Только два человека присутствовали при этой сцене - Данзас и Александрина. Мнение первого известно. Но вряд ли в суматохе последних двух дней жизни поэта, Жуковский обращался к нему за разъяснением подробностей рокового дня. Данзас быстро оказался под арестом, и единственным свидетелем осталась Александрина. Ей то и поверил Жуковский. С ее слов, вероятно, он и составил свои конспектные записки.
То, что сестра Натальи Николаевны принимала активную роль в информировании друзей поэта, говорит письмо Тургенева, написанное на следующее утро 28 января в Москву Нефедьевой. В нем он с уверенностью говорит о событиях, которым не был очевидцем, явно опираясь на свидетельство свояченицы Пушкина:
его привезли домой; жена и сестра жены, Александрина, были уже в беспокойстве; но только одна Александрина знала о письме его к отцу Гекерна: он закричал твердым и сильным голосом, чтобы жена не входила в кабинет его, где его положили, и ей сказали что он ранен в ногу[646].
С Вяземским вообще все вышло скверно. Мало того, что он откровенно врал. Врал, что называется из любви к прекрасному - ради удобного словца, занятной истории, говоря, что
До 7-го часа вечера я не знал решительно ничего о том, что произошло. Как только мне дали знать о случившемся, я отправился к нему и почти не оставлял его квартиры до самой его смерти[647].
Так ли уж важно было сообщать великому князю о времени приезда к смертному одру поэта? Конечно, важно. Надо было подчеркнуть свое «неведение», свою непричастность к противоправным событиям – затем и писал великому князю! А вот о первой встрече раненного пота и жены он предпочел вообще умолчать, использовав оригинальный ход, как бы вообще исключающий Наталью Николаевну из действующих лиц драмы:
Пушкин страдал ужасно, он переносил страдания мужественно, спокойно и самоотверженно и высказывал только одно беспокойство, как бы не испугать жены. «Бедная жена, бедная жена!» — восклицал он, когда мучения заставляли его невольно кричать»[648].
«Бедная жена» - это все, что Вяземский позволил сказать после иезуитски хитроумного рассуждения об отношениях Натальи Николаевны и Дантеса: «тут не было ничего преступного, но было много непоследовательности и беспечности». Бедная – в этом контексте, уже не несчастная, как у Жуковского, а просто глупая жена?!
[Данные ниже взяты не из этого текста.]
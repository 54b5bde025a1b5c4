use std::path::PathBuf;

use glassworks_codegen::Format;

use crate::args::Args;
use crate::error::CliError;

pub const ENV_OUT_DIR: &str = "SHAPES_OUT_DIR";
pub const ENV_FORMAT: &str = "SHAPES_FORMAT";
pub const ENV_ENTITY_FILE: &str = "SHAPES_ENTITY_FILE";
pub const ENV_LOG_JSON: &str = "SHAPES_LOG_JSON";

pub const DEFAULT_OUT_DIR: &str = "generated/shapes";

/// Generator configuration loaded from environment variables.
#[derive(Debug, Clone, PartialEq, Eq)]
pub struct GeneratorConfig {
    /// Directory generated files are written to.
    pub out_dir: PathBuf,
    pub format: Format,
    /// Entity definition file; the built-in catalog is used when `None`.
    pub entity_file: Option<PathBuf>,
    /// Emit logs as JSON lines instead of human-readable text.
    pub log_json: bool,
}

impl GeneratorConfig {
    /// Load configuration from environment variables with defaults.
    ///
    /// | Env Var              | Default            |
    /// |----------------------|--------------------|
    /// | `SHAPES_OUT_DIR`     | `generated/shapes` |
    /// | `SHAPES_FORMAT`      | `all`              |
    /// | `SHAPES_ENTITY_FILE` | built-in catalog   |
    /// | `SHAPES_LOG_JSON`    | `false`            |
    pub fn from_env() -> Result<Self, CliError> {
        Self::from_vars(|key| std::env::var(key).ok())
    }

    /// Load configuration through an arbitrary variable lookup.
    pub fn from_vars(var: impl Fn(&str) -> Option<String>) -> Result<Self, CliError> {
        let out_dir = var(ENV_OUT_DIR)
            .filter(|s| !s.trim().is_empty())
            .unwrap_or_else(|| DEFAULT_OUT_DIR.into())
            .into();

        let format = match var(ENV_FORMAT).filter(|s| !s.trim().is_empty()) {
            Some(name) => parse_format(&name)?,
            None => Format::default(),
        };

        let entity_file = var(ENV_ENTITY_FILE)
            .filter(|s| !s.trim().is_empty())
            .map(PathBuf::from);

        let log_json = match var(ENV_LOG_JSON).as_deref().map(str::trim) {
            None | Some("") | Some("0") | Some("false") => false,
            Some("1") | Some("true") => true,
            Some(other) => {
                return Err(CliError::Config(format!(
                    "{ENV_LOG_JSON} must be 1/0/true/false, got `{other}`"
                )))
            }
        };

        Ok(Self {
            out_dir,
            format,
            entity_file,
            log_json,
        })
    }

    /// Apply command-line overrides.
    pub fn with_args(mut self, args: &Args) -> Result<Self, CliError> {
        if let Some(out) = &args.out {
            self.out_dir = out.clone();
        }
        if let Some(name) = &args.format {
            self.format = parse_format(name)?;
        }
        if let Some(path) = &args.entity_file {
            self.entity_file = Some(path.clone());
        }
        Ok(self)
    }
}

fn parse_format(name: &str) -> Result<Format, CliError> {
    Format::from_name(name.trim()).ok_or_else(|| {
        CliError::Config(format!(
            "{ENV_FORMAT} must be one of ts, json-schema, all; got `{name}`"
        ))
    })
}

#[cfg(test)]
mod tests {
    use super::*;
    use assert_matches::assert_matches;
    use std::collections::HashMap;

    fn config(vars: &[(&str, &str)]) -> Result<GeneratorConfig, CliError> {
        let vars: HashMap<String, String> = vars
            .iter()
            .map(|(k, v)| (k.to_string(), v.to_string()))
            .collect();
        GeneratorConfig::from_vars(|key| vars.get(key).cloned())
    }

    #[test]
    fn defaults_apply_without_env() {
        let cfg = config(&[]).unwrap();
        assert_eq!(cfg.out_dir, PathBuf::from(DEFAULT_OUT_DIR));
        assert_eq!(cfg.format, Format::All);
        assert_eq!(cfg.entity_file, None);
        assert!(!cfg.log_json);
    }

    #[test]
    fn env_values_are_read() {
        let cfg = config(&[
            (ENV_OUT_DIR, "web/src/api/shapes"),
            (ENV_FORMAT, "ts"),
            (ENV_ENTITY_FILE, "entities.json"),
            (ENV_LOG_JSON, "1"),
        ])
        .unwrap();
        assert_eq!(cfg.out_dir, PathBuf::from("web/src/api/shapes"));
        assert_eq!(cfg.format, Format::TypeScript);
        assert_eq!(cfg.entity_file, Some(PathBuf::from("entities.json")));
        assert!(cfg.log_json);
    }

    #[test]
    fn blank_values_fall_back_to_defaults() {
        let cfg = config(&[
            (ENV_OUT_DIR, "  "),
            (ENV_FORMAT, ""),
            (ENV_ENTITY_FILE, " "),
            (ENV_LOG_JSON, ""),
        ])
        .unwrap();
        assert_eq!(cfg.out_dir, PathBuf::from(DEFAULT_OUT_DIR));
        assert_eq!(cfg.format, Format::All);
        assert_eq!(cfg.entity_file, None);
        assert!(!cfg.log_json);
    }

    #[test]
    fn invalid_format_is_a_config_error() {
        assert_matches!(config(&[(ENV_FORMAT, "yaml")]), Err(CliError::Config(_)));
        assert_matches!(config(&[(ENV_LOG_JSON, "maybe")]), Err(CliError::Config(_)));
    }

    #[test]
    fn flags_override_env() {
        let args = Args {
            out: Some(PathBuf::from("out")),
            format: Some("json-schema".to_string()),
            ..Args::default()
        };
        let cfg = config(&[(ENV_OUT_DIR, "elsewhere"), (ENV_FORMAT, "ts")])
            .unwrap()
            .with_args(&args)
            .unwrap();
        assert_eq!(cfg.out_dir, PathBuf::from("out"));
        assert_eq!(cfg.format, Format::JsonSchema);
    }
}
А ведь Вяземский прекрасно знал, что между супругами произошло тесное, во всех отношениях важное, доверительное общение. Во всяком случае, в его первом личном письме к А.Я.Булгакову описание этого события совпадает с воспоминаниями Данзаса:
Вижу из твоего нынешнего письма и из твоих впечатлений, что Тургенев передал тебе неполный отчет о последних днях Пушкина. Впрочем, оно и не могло быть иначе: Тургенев не был безотлучно при нем днем и ночью подобно мне[649], Жуковскому, Виельгорскому. Постараюсь пополнить рассказ его.
Первые слова его жене, когда внесли его в комнату раненного и положили на диван, были следующие: «Как я счастлив! Я еще жив, и ты возле меня! Будь покойна! Ты не виновата; я знаю, что ты не виновата». Между тем, он скрыл от нее опасность раны своей, которую доктор, по требованию его, откровенно объявил ему смертельною…
Жену призывал он часто, но не позволял ей быть безотлучно при себе, потому что боялся в страданиях своих изменить себе, уверял ее, что ранен в ногу, и доктора, по требованию его, в том же удостоверяли. Когда мучительная боль вырывала невольно крики из груди его, от которых он по возможности удерживался, зажимая рот свой, он всегда прибавлял: «Бедная жена! Бедная жена!» и посылал докторов успокаивать ее[650].
И никакого обморока! Фраза же «бедная жена!» звучит из уст самого поэта в определенном контексте, исключающем всякую двусмысленность. Почему друзья поэта, повторяя за ним это выражение, решили опустить ссылку на источник – трудно сказать?!